## Exercise details
All entries must be set down once more, precisely as given.

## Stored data
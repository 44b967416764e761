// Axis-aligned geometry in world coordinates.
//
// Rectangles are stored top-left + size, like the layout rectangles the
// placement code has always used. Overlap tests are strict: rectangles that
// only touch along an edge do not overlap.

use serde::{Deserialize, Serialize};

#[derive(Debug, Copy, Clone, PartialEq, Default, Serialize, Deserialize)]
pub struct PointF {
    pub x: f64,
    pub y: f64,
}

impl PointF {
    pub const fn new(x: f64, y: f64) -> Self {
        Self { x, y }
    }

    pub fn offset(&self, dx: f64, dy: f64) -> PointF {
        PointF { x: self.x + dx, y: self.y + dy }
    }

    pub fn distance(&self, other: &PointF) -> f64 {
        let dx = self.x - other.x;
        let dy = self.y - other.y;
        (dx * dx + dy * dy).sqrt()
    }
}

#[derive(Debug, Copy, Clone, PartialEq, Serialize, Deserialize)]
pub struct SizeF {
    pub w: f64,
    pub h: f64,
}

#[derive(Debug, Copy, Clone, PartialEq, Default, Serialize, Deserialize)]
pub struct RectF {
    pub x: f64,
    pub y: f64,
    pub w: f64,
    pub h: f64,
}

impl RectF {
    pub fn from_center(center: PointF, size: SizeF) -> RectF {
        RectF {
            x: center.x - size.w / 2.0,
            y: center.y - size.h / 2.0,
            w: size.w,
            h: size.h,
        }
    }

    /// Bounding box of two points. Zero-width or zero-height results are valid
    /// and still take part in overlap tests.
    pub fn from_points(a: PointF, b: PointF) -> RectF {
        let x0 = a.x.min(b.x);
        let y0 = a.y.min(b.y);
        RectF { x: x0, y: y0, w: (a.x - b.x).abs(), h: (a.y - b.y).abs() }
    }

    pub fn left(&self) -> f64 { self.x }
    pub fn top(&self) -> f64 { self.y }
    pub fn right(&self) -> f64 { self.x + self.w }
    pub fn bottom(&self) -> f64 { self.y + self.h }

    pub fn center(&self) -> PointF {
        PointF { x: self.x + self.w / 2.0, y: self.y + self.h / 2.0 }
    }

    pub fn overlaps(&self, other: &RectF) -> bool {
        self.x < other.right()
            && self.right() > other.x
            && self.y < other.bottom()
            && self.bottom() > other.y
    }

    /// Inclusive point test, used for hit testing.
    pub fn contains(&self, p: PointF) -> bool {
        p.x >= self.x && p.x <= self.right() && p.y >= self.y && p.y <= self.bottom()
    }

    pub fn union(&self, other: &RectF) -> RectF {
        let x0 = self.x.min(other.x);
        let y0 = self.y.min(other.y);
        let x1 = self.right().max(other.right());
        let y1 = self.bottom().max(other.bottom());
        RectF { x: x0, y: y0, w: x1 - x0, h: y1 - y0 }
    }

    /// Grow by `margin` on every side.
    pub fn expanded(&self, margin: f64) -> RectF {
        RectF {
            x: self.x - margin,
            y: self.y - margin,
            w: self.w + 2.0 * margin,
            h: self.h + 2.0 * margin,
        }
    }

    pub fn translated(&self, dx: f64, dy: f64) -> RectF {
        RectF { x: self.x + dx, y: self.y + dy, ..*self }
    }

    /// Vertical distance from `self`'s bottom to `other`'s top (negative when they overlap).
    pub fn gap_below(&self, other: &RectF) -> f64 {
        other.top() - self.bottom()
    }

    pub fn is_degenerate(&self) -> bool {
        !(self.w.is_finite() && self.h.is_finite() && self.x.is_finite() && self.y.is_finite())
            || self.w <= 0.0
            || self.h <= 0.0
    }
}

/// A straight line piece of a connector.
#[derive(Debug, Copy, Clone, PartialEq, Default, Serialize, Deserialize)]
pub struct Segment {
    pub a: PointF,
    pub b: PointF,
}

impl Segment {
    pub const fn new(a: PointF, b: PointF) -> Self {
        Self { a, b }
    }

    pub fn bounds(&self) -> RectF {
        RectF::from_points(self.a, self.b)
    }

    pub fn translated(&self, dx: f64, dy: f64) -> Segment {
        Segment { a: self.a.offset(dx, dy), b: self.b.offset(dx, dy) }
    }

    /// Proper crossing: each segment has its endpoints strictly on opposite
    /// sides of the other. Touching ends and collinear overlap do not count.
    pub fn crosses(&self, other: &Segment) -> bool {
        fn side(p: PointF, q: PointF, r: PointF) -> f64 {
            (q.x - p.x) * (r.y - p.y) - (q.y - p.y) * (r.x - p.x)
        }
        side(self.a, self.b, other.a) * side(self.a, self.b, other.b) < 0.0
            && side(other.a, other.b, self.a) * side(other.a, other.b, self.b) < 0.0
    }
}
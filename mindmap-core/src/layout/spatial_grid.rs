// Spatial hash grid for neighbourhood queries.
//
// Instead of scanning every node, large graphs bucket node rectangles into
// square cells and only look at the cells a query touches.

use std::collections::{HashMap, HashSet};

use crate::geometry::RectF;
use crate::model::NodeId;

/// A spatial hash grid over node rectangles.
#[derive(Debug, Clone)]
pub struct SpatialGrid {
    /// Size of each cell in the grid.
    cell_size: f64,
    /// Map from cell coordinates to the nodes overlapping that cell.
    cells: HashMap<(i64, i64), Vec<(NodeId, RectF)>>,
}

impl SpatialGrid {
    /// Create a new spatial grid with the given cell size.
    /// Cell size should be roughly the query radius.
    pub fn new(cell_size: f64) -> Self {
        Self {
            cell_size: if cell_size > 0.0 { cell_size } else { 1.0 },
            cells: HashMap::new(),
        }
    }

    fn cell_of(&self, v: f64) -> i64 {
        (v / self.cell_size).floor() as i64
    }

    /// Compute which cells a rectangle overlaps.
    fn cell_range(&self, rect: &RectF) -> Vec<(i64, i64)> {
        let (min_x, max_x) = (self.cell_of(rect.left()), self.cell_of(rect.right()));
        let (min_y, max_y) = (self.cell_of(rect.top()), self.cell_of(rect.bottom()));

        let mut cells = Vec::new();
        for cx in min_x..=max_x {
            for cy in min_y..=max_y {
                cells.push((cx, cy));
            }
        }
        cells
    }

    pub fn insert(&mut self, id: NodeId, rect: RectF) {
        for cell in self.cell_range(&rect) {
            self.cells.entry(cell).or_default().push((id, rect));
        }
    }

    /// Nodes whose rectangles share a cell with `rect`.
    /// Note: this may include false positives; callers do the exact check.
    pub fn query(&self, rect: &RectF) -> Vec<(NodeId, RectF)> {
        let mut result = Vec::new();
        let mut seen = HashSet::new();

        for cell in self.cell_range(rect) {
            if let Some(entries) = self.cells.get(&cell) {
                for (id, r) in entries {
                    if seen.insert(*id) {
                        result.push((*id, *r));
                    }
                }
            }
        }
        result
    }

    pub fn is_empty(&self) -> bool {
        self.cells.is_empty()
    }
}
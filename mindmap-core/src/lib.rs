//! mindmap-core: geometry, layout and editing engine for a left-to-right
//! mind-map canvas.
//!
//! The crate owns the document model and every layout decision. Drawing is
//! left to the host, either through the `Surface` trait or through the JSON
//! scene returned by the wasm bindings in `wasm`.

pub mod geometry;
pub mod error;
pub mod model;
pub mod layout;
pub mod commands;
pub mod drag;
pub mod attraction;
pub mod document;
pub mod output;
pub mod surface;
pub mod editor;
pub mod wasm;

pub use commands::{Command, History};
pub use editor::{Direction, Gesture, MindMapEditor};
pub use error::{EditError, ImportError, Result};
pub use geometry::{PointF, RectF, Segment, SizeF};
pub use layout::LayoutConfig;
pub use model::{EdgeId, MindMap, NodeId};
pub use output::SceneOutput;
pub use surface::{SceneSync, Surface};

## Expected answer
repository 44b967416764e761
// Axis-aligned geometry in world coordinates.
//
// Rectangles are stored top-left + size, like the layout rectangles the
// placement code has always used. Overlap tests are strict: rectangles that
// only touch along an edge do not overlap.

use serde::{Deserialize, Serialize};

#[derive(Debug, Copy, Clone, PartialEq, Default, Serialize, Deserialize)]
pub struct PointF {
    pub x: f64,
    pub y: f64,
}

impl PointF {
    pub const fn new(x: f64, y: f64) -> Self {
        Self { x, y }
    }

    pub fn offset(&self, dx: f64, dy: f64) -> PointF {
        PointF { x: self.x + dx, y: self.y + dy }
    }

    pub fn distance(&self, other: &PointF) -> f64 {
        let dx = self.x - other.x;
        let dy = self.y - other.y;
        (dx * dx + dy * dy).sqrt()
    }
}

#[derive(Debug, Copy, Clone, PartialEq, Serialize, Deserialize)]
pub struct SizeF {
    pub w: f64,
    pub h: f64,
}

#[derive(Debug, Copy, Clone, PartialEq, Default, Serialize, Deserialize)]
pub struct RectF {
    pub x: f64,
    pub y: f64,
    pub w: f64,
    pub h: f64,
}

impl RectF {
    pub fn from_center(center: PointF, size: SizeF) -> RectF {
        RectF {
            x: center.x - size.w / 2.0,
            y: center.y - size.h / 2.0,
            w: size.w,
            h: size.h,
        }
    }

    /// Bounding box of two points. Zero-width or zero-height results are valid
    /// and still take part in overlap tests.
    pub fn from_points(a: PointF, b: PointF) -> RectF {
        let x0 = a.x.min(b.x);
        let y0 = a.y.min(b.y);
        RectF { x: x0, y: y0, w: (a.x - b.x).abs(), h: (a.y - b.y).abs() }
    }

    pub fn left(&self) -> f64 { self.x }
    pub fn top(&self) -> f64 { self.y }
    pub fn right(&self) -> f64 { self.x + self.w }
    pub fn bottom(&self) -> f64 { self.y + self.h }

    pub fn center(&self) -> PointF {
        PointF { x: self.x + self.w / 2.0, y: self.y + self.h / 2.0 }
    }

    pub fn overlaps(&self, other: &RectF) -> bool {
        self.x < other.right()
            && self.right() > other.x
            && self.y < other.bottom()
            && self.bottom() > other.y
    }

    /// Inclusive point test, used for hit testing.
    pub fn contains(&self, p: PointF) -> bool {
        p.x >= self.x && p.x <= self.right() && p.y >= self.y && p.y <= self.bottom()
    }

    pub fn union(&self, other: &RectF) -> RectF {
        let x0 = self.x.min(other.x);
        let y0 = self.y.min(other.y);
        let x1 = self.right().max(other.right());
        let y1 = self.bottom().max(other.bottom());
        RectF { x: x0, y: y0, w: x1 - x0, h: y1 - y0 }
    }

    /// Grow by `margin` on every side.
    pub fn expanded(&self, margin: f64) -> RectF {
        RectF {
            x: self.x - margin,
            y: self.y - margin,
            w: self.w + 2.0 * margin,
            h: self.h + 2.0 * margin,
        }
    }

    pub fn translated(&self, dx: f64, dy: f64) -> RectF {
        RectF { x: self.x + dx, y: self.y + dy, ..*self }
    }

    /// Vertical distance from `self`'s bottom to `other`'s top (negative when they overlap).
    pub fn gap_below(&self, other: &RectF) -> f64 {
        other.top() - self.bottom()
    }

    pub fn is_degenerate(&self) -> bool {
        !(self.w.is_finite() && self.h.is_finite() && self.x.is_finite() && self.y.is_finite())
            || self.w <= 0.0
            || self.h <= 0.0
    }
}

/// A straight line piece of a connector.
#[derive(Debug, Copy, Clone, PartialEq, Default, Serialize, Deserialize)]
pub struct Segment {
    pub a: PointF,
    pub b: PointF,
}

impl Segment {
    pub const fn new(a: PointF, b: PointF) -> Self {
        Self { a, b }
    }

    pub fn bounds(&self) -> RectF {
        RectF::from_points(self.a, self.b)
    }

    pub fn translated(&self, dx: f64, dy: f64) -> Segment {
        Segment { a: self.a.offset(dx, dy), b: self.b.offset(dx, dy) }
    }

    /// Proper crossing: each segment has its endpoints strictly on opposite
    /// sides of the other. Touching ends and collinear overlap do not count.
    pub fn crosses(&self, other: &Segment) -> bool {
        fn side(p: PointF, q: PointF, r: PointF) -> f64 {
            (q.x - p.x) * (r.y - p.y) - (q.y - p.y) * (r.x - p.x)
        }
        side(self.a, self.b, other.a) * side(self.a, self.b, other.b) < 0.0
            && side(other.a, other.b, self.a) * side(other.a, other.b, self.b) < 0.0
    }
}
filename mindmap-core/src/layout/spatial_grid.rs
// Spatial hash grid for neighbourhood queries.
//
// Instead of scanning every node, large graphs bucket node rectangles into
// square cells and only look at the cells a query touches.

use std::collections::{HashMap, HashSet};

use crate::geometry::RectF;
use crate::model::NodeId;

/// A spatial hash grid over node rectangles.
#[derive(Debug, Clone)]
pub struct SpatialGrid {
    /// Size of each cell in the grid.
    cell_size: f64,
    /// Map from cell coordinates to the nodes overlapping that cell.
    cells: HashMap<(i64, i64), Vec<(NodeId, RectF)>>,
}

impl SpatialGrid {
    /// Create a new spatial grid with the given cell size.
    /// Cell size should be roughly the query radius.
    pub fn new(cell_size: f64) -> Self {
        Self {
            cell_size: if cell_size > 0.0 { cell_size } else { 1.0 },
            cells: HashMap::new(),
        }
    }

    fn cell_of(&self, v: f64) -> i64 {
        (v / self.cell_size).floor() as i64
    }

    /// Compute which cells a rectangle overlaps.
    fn cell_range(&self, rect: &RectF) -> Vec<(i64, i64)> {
        let (min_x, max_x) = (self.cell_of(rect.left()), self.cell_of(rect.right()));
        let (min_y, max_y) = (self.cell_of(rect.top()), self.cell_of(rect.bottom()));

        let mut cells = Vec::new();
        for cx in min_x..=max_x {
            for cy in min_y..=max_y {
                cells.push((cx, cy));
            }
        }
        cells
    }

    pub fn insert(&mut self, id: NodeId, rect: RectF) {
        for cell in self.cell_range(&rect) {
            self.cells.entry(cell).or_default().push((id, rect));
        }
    }

    /// Nodes whose rectangles share a cell with `rect`.
    /// Note: this may include false positives; callers do the exact check.
    pub fn query(&self, rect: &RectF) -> Vec<(NodeId, RectF)> {
        let mut result = Vec::new();
        let mut seen = HashSet::new();

        for cell in self.cell_range(rect) {
            if let Some(entries) = self.cells.get(&cell) {
                for (id, r) in entries {
                    if seen.insert(*id) {
                        result.push((*id, *r));
                    }
                }
            }
        }
        result
    }

    pub fn is_empty(&self) -> bool {
        self.cells.is_empty()
    }
}
filename mindmap-core/src/lib.rs
//! mindmap-core: geometry, layout and editing engine for a left-to-right
//! mind-map canvas.
//!
//! The crate owns the document model and every layout decision. Drawing is
//! left to the host, either through the `Surface` trait or through the JSON
//! scene returned by the wasm bindings in `wasm`.

pub mod geometry;
pub mod error;
pub mod model;
pub mod layout;
pub mod commands;
pub mod drag;
pub mod attraction;
pub mod document;
pub mod output;
pub mod surface;
pub mod editor;
pub mod wasm;

pub use commands::{Command, History};
pub use editor::{Direction, Gesture, MindMapEditor};
pub use error::{EditError, ImportError, Result};
pub use geometry::{PointF, RectF, Segment, SizeF};
pub use layout::LayoutConfig;
pub use model::{EdgeId, MindMap, NodeId};
pub use output::SceneOutput;
pub use surface::{SceneSync, Surface};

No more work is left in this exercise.